A company was recently tracking defects in production on a run chart. The chart demonstrated a huge spike in reported defects and, if the observer had not known better, it would be easy to conclude that the wheels had fallen off the bus. This was a case where calling in the cavalry could have been a justifiable reaction (and many were prepared to do so), however, it was revealed that “anonymous reporting” was implemented around September, which explained the spike. “We finally knew how many defects were really out there,” said the COO, delighted that while the defects were unfortunate; they revealed the quality improvement imperative that was hiding in plain sight.
More recently, as a director of a high volume call center, I was faced with managers screaming that the sky was falling due to an unexpected burst in volume. Were we looking at a trend, or an anomaly? Until I understood the nature of variation, I spent a lot of time fire-fighting when there was no fire at all. Similarly, quality managers need protocols to understand what represents a real threat, versus the background noise of what we call “common cause variation.”
The best way to look at common cause variation is to understand that the process you are evaluating is giving you the performance that you designed, whether you like it or not. This is an important perspective because nothing is gained by declaring war on the process or, worse, blaming the staff. Reducing common cause variation requires breaking the process down to find the “critical x,” the input variable contributing the most variation.
It is the special cause variation that offers direct clues to root cause of process failures, and a clear indication that the process is under the influence of forces not anticipated when it was designed. Early signs that there was a problem caused by COVID-19 started out as a special cause signal somewhere. These are the career-limiting signals that quality managers need to distinguish from common cause variation. To do otherwise is tantamount to being “asleep at the switch.”
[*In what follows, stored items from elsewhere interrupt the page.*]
//! CLI command handlers.
//!
//! Testable handlers invoked by main.rs. Each one takes an already-resolved
//! project root and configuration and returns the process exit code.

mod check;
mod generate;

pub use check::run_check;
pub use generate::run_generate;

use crate::config::{self, AppConfig, Validatable};
use anyhow::{Context, Result};
use std::path::{Path, PathBuf};

/// Resolve the project root: the explicit `--root` made absolute, else the
/// enclosing git work tree, else the current directory.
pub fn resolve_root(explicit: Option<&Path>) -> Result<PathBuf> {
    match explicit {
        Some(path) => std::path::absolute(path)
            .with_context(|| format!("cannot resolve project root {}", path.display())),
        None => config::default_project_root().context("cannot determine current directory"),
    }
}

/// Load the configuration for `root` from an explicit or discovered file.
pub fn load_config(explicit: Option<&Path>, root: &Path) -> Result<(AppConfig, Option<PathBuf>)> {
    let (config, loaded_from) = config::load_or_default(explicit, root)?;
    if let Some(path) = &loaded_from {
        tracing::debug!("Loaded configuration from {}", path.display());
    }
    Ok((config, loaded_from))
}

/// Reject a configuration with any validation error, listing all of them.
pub fn ensure_valid(config: &AppConfig) -> Result<()> {
    let errors = config.validate();
    if errors.is_empty() {
        return Ok(());
    }
    let listed: Vec<String> = errors.iter().map(ToString::to_string).collect();
    anyhow::bail!("invalid configuration:\n  {}", listed.join("\n  "))
}

#[cfg(test)]
mod tests {
    use super::*;

    #[test]
    fn test_explicit_root_is_made_absolute() {
        let root = resolve_root(Some(Path::new("some/project"))).unwrap();
        assert!(root.is_absolute());
        assert!(root.ends_with("some/project"));
    }

    #[test]
    fn test_ensure_valid_lists_errors() {
        let mut config = AppConfig::default();
        config.registry.timeout_secs = 0;
        config.manifests.extension = "csproj".to_string();
        let message = ensure_valid(&config).unwrap_err().to_string();
        assert!(message.contains("registry.timeout_secs"), "{message}");
        assert!(message.contains("manifests.extension"), "{message}");
        assert!(ensure_valid(&AppConfig::default()).is_ok());
    }
}
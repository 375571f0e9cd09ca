//! Configuration validation for notice-gen.

use super::defaults::MAX_REGISTRY_TIMEOUT_SECS;
use super::types::{AppConfig, BundledConfig, ManifestConfig, OutputConfig, RegistryConfig};
use std::path::{Component, Path};

// ============================================================================
// Configuration Error
// ============================================================================

/// Error type for configuration validation.
#[derive(Debug, Clone, PartialEq, Eq)]
pub struct ConfigError {
    /// The field that failed validation
    pub field: String,
    /// Description of the validation error
    pub message: String,
}

impl ConfigError {
    fn new(field: &str, message: impl Into<String>) -> Self {
        Self {
            field: field.to_string(),
            message: message.into(),
        }
    }
}

impl std::fmt::Display for ConfigError {
    fn fmt(&self, f: &mut std::fmt::Formatter<'_>) -> std::fmt::Result {
        write!(f, "{}: {}", self.field, self.message)
    }
}

impl std::error::Error for ConfigError {}

// ============================================================================
// Validation Trait
// ============================================================================

/// Trait for validatable configuration types.
pub trait Validatable {
    /// Validate the configuration, returning any errors found.
    fn validate(&self) -> Vec<ConfigError>;

    /// Check if the configuration is valid.
    fn is_valid(&self) -> bool {
        self.validate().is_empty()
    }
}

// ============================================================================
// Validation Implementations
// ============================================================================

impl Validatable for AppConfig {
    fn validate(&self) -> Vec<ConfigError> {
        let mut errors = Vec::new();
        errors.extend(self.output.validate());
        errors.extend(self.manifests.validate());
        errors.extend(self.bundled.validate());
        errors.extend(self.registry.validate());

        if self.output.notices_file == self.output.licenses_dir {
            errors.push(ConfigError::new(
                "output.licenses_dir",
                "must differ from output.notices_file",
            ));
        }

        errors
    }
}

impl Validatable for OutputConfig {
    fn validate(&self) -> Vec<ConfigError> {
        let mut errors = Vec::new();
        check_relative(&mut errors, "output.notices_file", &self.notices_file);
        check_relative(&mut errors, "output.licenses_dir", &self.licenses_dir);
        errors
    }
}

impl Validatable for ManifestConfig {
    fn validate(&self) -> Vec<ConfigError> {
        let mut errors = Vec::new();
        check_relative(&mut errors, "manifests.dir", &self.dir);
        if !self.extension.starts_with('.') || self.extension.len() < 2 {
            errors.push(ConfigError::new(
                "manifests.extension",
                format!("'{}' must start with '.' followed by a suffix", self.extension),
            ));
        }
        errors
    }
}

impl Validatable for BundledConfig {
    fn validate(&self) -> Vec<ConfigError> {
        let mut errors = Vec::new();
        check_relative(&mut errors, "bundled.dir", &self.dir);
        errors
    }
}

impl Validatable for RegistryConfig {
    fn validate(&self) -> Vec<ConfigError> {
        let mut errors = Vec::new();
        if !(self.base_url.starts_with("http://") || self.base_url.starts_with("https://")) {
            errors.push(ConfigError::new(
                "registry.base_url",
                format!("'{}' must be an http:// or https:// URL", self.base_url),
            ));
        }
        if self.timeout_secs == 0 || self.timeout_secs > MAX_REGISTRY_TIMEOUT_SECS {
            errors.push(ConfigError::new(
                "registry.timeout_secs",
                format!(
                    "{} is out of range (1-{MAX_REGISTRY_TIMEOUT_SECS})",
                    self.timeout_secs
                ),
            ));
        }
        if self.user_agent.as_deref().is_some_and(|ua| ua.trim().is_empty()) {
            errors.push(ConfigError::new("registry.user_agent", "must not be blank"));
        }
        errors
    }
}

/// Output and input locations must stay inside the project root.
fn check_relative(errors: &mut Vec<ConfigError>, field: &str, path: &Path) {
    if path.as_os_str().is_empty() {
        errors.push(ConfigError::new(field, "must not be empty"));
    } else if path.is_absolute() {
        errors.push(ConfigError::new(
            field,
            format!("'{}' must be relative to the project root", path.display()),
        ));
    } else if path.components().any(|c| matches!(c, Component::ParentDir)) {
        errors.push(ConfigError::new(
            field,
            format!("'{}' must not contain '..'", path.display()),
        ));
    }
}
In 1956, a company known as Western Electric (formerly a part of AT&T) codified a set of rules to assist engineers to recognize out of control and non-random conditions so that the proper interventions could be considered.
When seeking special cause variation, we often only see those data points at the extreme, like those that appear above the control limits in the chart above. But shifts, cycles and trends are also examples of special cause variation. According to the Western Electric rules, this includes 4 out of 5 consecutive points on the same side of the mean and at least 2 standard deviations from it, or 8 consecutive points on one side (rules 3 and 4). The complete rules are not much more complex than this, and can bring perspective to what is really happening in a process being monitored.
The other side of the coin is to regard every single undesirable data point as a special cause, when in fact the process is giving you that performance it was designed to produce. This would be a good time to remember what happened to Chicken Little.
The interpretation of data from COVID-19 requires us to leverage everything we know about operational definitions, data integrity, gage reliability and variation. No one would be blamed for being overwhelmed by it all. But blaming the data is not as productive as finding the truth.